Data.
··········

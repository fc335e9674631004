use crate::config::Config;
use crate::streaming::SegmentStreamer;
use crate::transcoding::{start_reaper_task, EncoderControl, JobRegistry, TerminationService};
use anyhow::{Context, Result};
use axum::{
    http::StatusCode,
    middleware,
    response::IntoResponse,
    routing::get,
    Router,
};
use std::net::SocketAddr;
use std::path::Path;
use std::sync::Arc;
use tokio::signal;
use tower_http::{
    cors::{Any, CorsLayer},
    trace::TraceLayer,
};

pub mod auth;
pub mod routes_hls;
pub mod routes_transcodes;

/// Shared application context
#[derive(Clone)]
pub struct AppContext {
    pub config: Arc<Config>,
    /// Jobs currently producing output, keyed by output path
    pub registry: Arc<JobRegistry>,
    /// Forced kills and idle reaping
    pub termination: Arc<TerminationService>,
    pub streamer: SegmentStreamer,
}

impl AppContext {
    /// Build the context around an explicitly constructed registry.
    pub fn new(config: Config, encoder: Arc<dyn EncoderControl>) -> Self {
        let registry = Arc::new(JobRegistry::new());
        let termination = Arc::new(TerminationService::new(
            registry.clone(),
            encoder,
            config.transcoding.idle_timeouts(),
            config.transcoding.delete_files_on_kill,
        ));

        Self {
            streamer: SegmentStreamer::new(registry.clone()),
            config: Arc::new(config),
            registry,
            termination,
        }
    }

    /// Root directory of produced playlists and segments.
    pub fn output_dir(&self) -> &Path {
        &self.config.transcoding.output_dir
    }
}

/// Create the Axum router with all routes
pub fn create_router(ctx: AppContext) -> Router {
    let cors = CorsLayer::new()
        .allow_origin(Any)
        .allow_methods(Any)
        .allow_headers(Any);

    let protected_routes = routes_hls::protected_routes()
        .merge(routes_transcodes::routes())
        .route_layer(middleware::from_fn_with_state(
            ctx.clone(),
            auth::auth_middleware,
        ));

    Router::new()
        .route("/health", get(health_check))
        .merge(routes_hls::legacy_segment_routes())
        .merge(protected_routes)
        .layer(cors)
        .layer(TraceLayer::new_for_http())
        .with_state(ctx)
}

async fn health_check() -> impl IntoResponse {
    StatusCode::OK
}

/// Start the HTTP server and the idle-job reaper.
pub async fn start_server(config: Config, encoder: Arc<dyn EncoderControl>) -> Result<()> {
    let addr: SocketAddr = format!("{}:{}", config.server.host, config.server.port)
        .parse()
        .context("Invalid server address")?;

    if let Err(e) = tokio::fs::create_dir_all(&config.transcoding.output_dir).await {
        tracing::warn!(
            "Failed to create transcode output directory {:?}: {}",
            config.transcoding.output_dir,
            e
        );
    }

    let reap_interval = config.transcoding.reap_interval_secs;
    let ctx = AppContext::new(config, encoder);
    let reaper = start_reaper_task(ctx.termination.clone(), reap_interval);

    tracing::info!("Transcode output directory: {:?}", ctx.output_dir());

    let app = create_router(ctx.clone());

    tracing::info!("Starting server on {}", addr);

    let listener = tokio::net::TcpListener::bind(addr).await?;

    axum::serve(listener, app)
        .with_graceful_shutdown(shutdown_signal())
        .await?;

    reaper.abort();
    let killed = ctx.termination.kill(&crate::transcoding::MATCH_ALL).await;
    if killed > 0 {
        tracing::info!("Stopped {} transcode jobs on shutdown", killed);
    }

    tracing::info!("Server shutdown complete");
    Ok(())
}

async fn shutdown_signal() {
    let ctrl_c = async {
        match signal::ctrl_c().await {
            Ok(()) => {}
            Err(e) => {
                tracing::error!("Failed to install Ctrl+C handler: {}", e);
                std::future::pending::<()>().await;
            }
        }
    };

    #[cfg(unix)]
    let terminate = async {
        match signal::unix::signal(signal::unix::SignalKind::terminate()) {
            Ok(mut sig) => {
                sig.recv().await;
            }
            Err(e) => {
                tracing::error!("Failed to install SIGTERM handler: {}", e);
                std::future::pending::<()>().await;
            }
        }
    };

    #[cfg(not(unix))]
    let terminate = std::future::pending::<()>();

    tokio::select! {
        _ = ctrl_c => {},
        _ = terminate => {},
    }

    tracing::info!("Shutdown signal received");
}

··········

The response should be the lines from the one containing "#[cfg(unix)]" through the last line of the data, set down exactly and with no other line.

    #[cfg(unix)]
    let terminate = async {
        match signal::unix::signal(signal::unix::SignalKind::terminate()) {
            Ok(mut sig) => {
                sig.recv().await;
            }
            Err(e) => {
                tracing::error!("Failed to install SIGTERM handler: {}", e);
                std::future::pending::<()>().await;
            }
        }
    };

    #[cfg(not(unix))]
    let terminate = std::future::pending::<()>();

    tokio::select! {
        _ = ctrl_c => {},
        _ = terminate => {},
    }

    tracing::info!("Shutdown signal received");
}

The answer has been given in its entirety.